The global biopharmaceuticals market is estimated at Rs 33,000 crore and is said to be growing at the rate of 15 per cent annually, in a scene dominated by global majors.

India is seen as a key source and market for biopharma and food. When several big drugs go off patent in the coming years, pharma companies from all over will be getting into this market quickly through the biotech mode. The bio-generic drugs are estimated to replace 70 per cent of the conventional therapies by 2025.

Strategic tie-ups between big pharma companies and small biotech start-ups are already happening for contract research and manufacturing.

With over 350 biotech drug products in the pipeline across the world, this is also the chance for Indian pharma biotech companies. By 2005, the Indian market for recombinant medicine is also tipped to grow from Rs 535 crore to Rs 958 crore. Investments into biodrugs are also expected to grow to Rs 500 crore. Currently, four companies are into making the hepatitis B and several pharma companies have active biotech plans.

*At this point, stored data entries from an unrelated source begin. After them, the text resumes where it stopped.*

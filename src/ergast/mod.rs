//! Client for the Ergast-compatible F1 statistics API.

pub mod models;

use std::fmt;
use std::future::Future;
use std::str::FromStr;
use std::time::Duration;

use tracing::debug;

pub use models::{ConstructorStanding, DriverStanding, Race, RaceResult, Session};

/// A race weekend within a season.
#[derive(Debug, Clone, Copy, PartialEq, Eq)]
pub enum Round {
    Last,
    Number(u32),
}

impl fmt::Display for Round {
    fn fmt(&self, f: &mut fmt::Formatter<'_>) -> fmt::Result {
        match self {
            Round::Last => write!(f, "last"),
            Round::Number(n) => write!(f, "{n}"),
        }
    }
}

impl FromStr for Round {
    type Err = std::num::ParseIntError;

    fn from_str(s: &str) -> Result<Self, Self::Err> {
        match s.trim() {
            "last" => Ok(Round::Last),
            other => other.parse().map(Round::Number),
        }
    }
}

#[derive(Debug)]
pub enum Error {
    Http(String),
    Api(String),
    Parse(String),
    /// The request succeeded but the table has no entries yet.
    EmptyList,
}

impl fmt::Display for Error {
    fn fmt(&self, f: &mut fmt::Formatter<'_>) -> fmt::Result {
        match self {
            Error::Http(e) => write!(f, "HTTP error: {e}"),
            Error::Api(e) => write!(f, "API error: {e}"),
            Error::Parse(e) => write!(f, "Parse error: {e}"),
            Error::EmptyList => write!(f, "Empty list"),
        }
    }
}

impl std::error::Error for Error {}

/// Source of F1 data. Every operation returns [`Error::EmptyList`] rather
/// than an empty vector.
pub trait F1Storage: Send + Sync {
    fn driver_standings(&self, year: i32) -> impl Future<Output = Result<Vec<DriverStanding>, Error>> + Send;

    fn constructor_standings(
        &self,
        year: i32,
    ) -> impl Future<Output = Result<Vec<ConstructorStanding>, Error>> + Send;

    fn calendar(&self, year: i32) -> impl Future<Output = Result<Vec<Race>, Error>> + Send;

    fn race_info(&self, year: i32, round: Round) -> impl Future<Output = Result<Vec<Race>, Error>> + Send;

    fn race_results(&self, year: i32, round: Round) -> impl Future<Output = Result<Vec<Race>, Error>> + Send;

    fn qualifying_results(
        &self,
        year: i32,
        round: Round,
    ) -> impl Future<Output = Result<Vec<Race>, Error>> + Send;

    fn sprint_results(&self, year: i32, round: Round) -> impl Future<Output = Result<Vec<Race>, Error>> + Send;
}

pub struct ErgastClient {
    base_url: String,
    http: reqwest::Client,
}

impl ErgastClient {
    pub fn new(base_url: impl Into<String>) -> Result<Self, Error> {
        let http = reqwest::Client::builder()
            .timeout(Duration::from_secs(30))
            .build()
            .map_err(|e| Error::Http(e.to_string()))?;
        Ok(Self {
            base_url: base_url.into(),
            http,
        })
    }

    async fn get(&self, path: &str) -> Result<models::MrData, Error> {
        let url = format!("{}/{}", self.base_url, path);
        debug!("GET {url}");

        let response = self
            .http
            .get(&url)
            .send()
            .await
            .map_err(|e| Error::Http(e.to_string()))?;

        if !response.status().is_success() {
            let status = response.status();
            let body = response.text().await.unwrap_or_default();
            return Err(Error::Api(format!("{status}: {body}")));
        }

        let parsed: models::Response = response
            .json()
            .await
            .map_err(|e| Error::Parse(e.to_string()))?;
        Ok(parsed.data)
    }

    async fn races(&self, path: &str) -> Result<Vec<Race>, Error> {
        races_of(self.get(path).await?)
    }

    async fn standings(&self, path: &str) -> Result<models::StandingsList, Error> {
        standings_of(self.get(path).await?)
    }
}

/// Races of a response; a missing or empty table is [`Error::EmptyList`].
fn races_of(data: models::MrData) -> Result<Vec<Race>, Error> {
    non_empty(data.race_table.map(|t| t.races).unwrap_or_default())
}

/// First standings list of a response. Before the first race the table
/// has no lists at all.
fn standings_of(data: models::MrData) -> Result<models::StandingsList, Error> {
    data.standings_table
        .and_then(|t| t.standings_lists.into_iter().next())
        .ok_or(Error::EmptyList)
}

fn driver_standings_of(list: models::StandingsList) -> Result<Vec<DriverStanding>, Error> {
    non_empty(list.driver_standings)
}

fn constructor_standings_of(list: models::StandingsList) -> Result<Vec<ConstructorStanding>, Error> {
    non_empty(list.constructor_standings)
}

fn non_empty<T>(items: Vec<T>) -> Result<Vec<T>, Error> {
    if items.is_empty() {
        Err(Error::EmptyList)
    } else {
        Ok(items)
    }
}

impl F1Storage for ErgastClient {
    async fn driver_standings(&self, year: i32) -> Result<Vec<DriverStanding>, Error> {
        driver_standings_of(self.standings(&format!("{year}/driverStandings.json")).await?)
    }

    async fn constructor_standings(&self, year: i32) -> Result<Vec<ConstructorStanding>, Error> {
        constructor_standings_of(self.standings(&format!("{year}/constructorStandings.json")).await?)
    }

    async fn calendar(&self, year: i32) -> Result<Vec<Race>, Error> {
        self.races(&format!("{year}.json")).await
    }

    async fn race_info(&self, year: i32, round: Round) -> Result<Vec<Race>, Error> {
        self.races(&format!("{year}/{round}.json")).await
    }

    async fn race_results(&self, year: i32, round: Round) -> Result<Vec<Race>, Error> {
        self.races(&format!("{year}/{round}/results.json")).await
    }

    async fn qualifying_results(&self, year: i32, round: Round) -> Result<Vec<Race>, Error> {
        self.races(&format!("{year}/{round}/qualifying.json")).await
    }

    async fn sprint_results(&self, year: i32, round: Round) -> Result<Vec<Race>, Error> {
        self.races(&format!("{year}/{round}/sprint.json")).await
    }
}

The year 2003, according to Ms Kiran Mazumdar-Shaw, CEO of Biocon India and head of the CII taskforce on biotechnology, would be the year of bio-drugs like the human insulin, streptokinase, recombinant hep B, Interferon Alpha 2b, vaccines and diagnostics. Biocon is working with Genencor on biofuels and Affymax.

India is also on the collaborations strategy map of potential US biotech majors such as Affymax, Affymetrix, Sequenom, Incyte, Agilent. Other interested parties are Quintiles, Clintec, Ikon and Covance. VCs ING Barings, Dresdner Kleinwort Benson, Warburg Pincus and Rabo Bank are eyeing the biotech segment.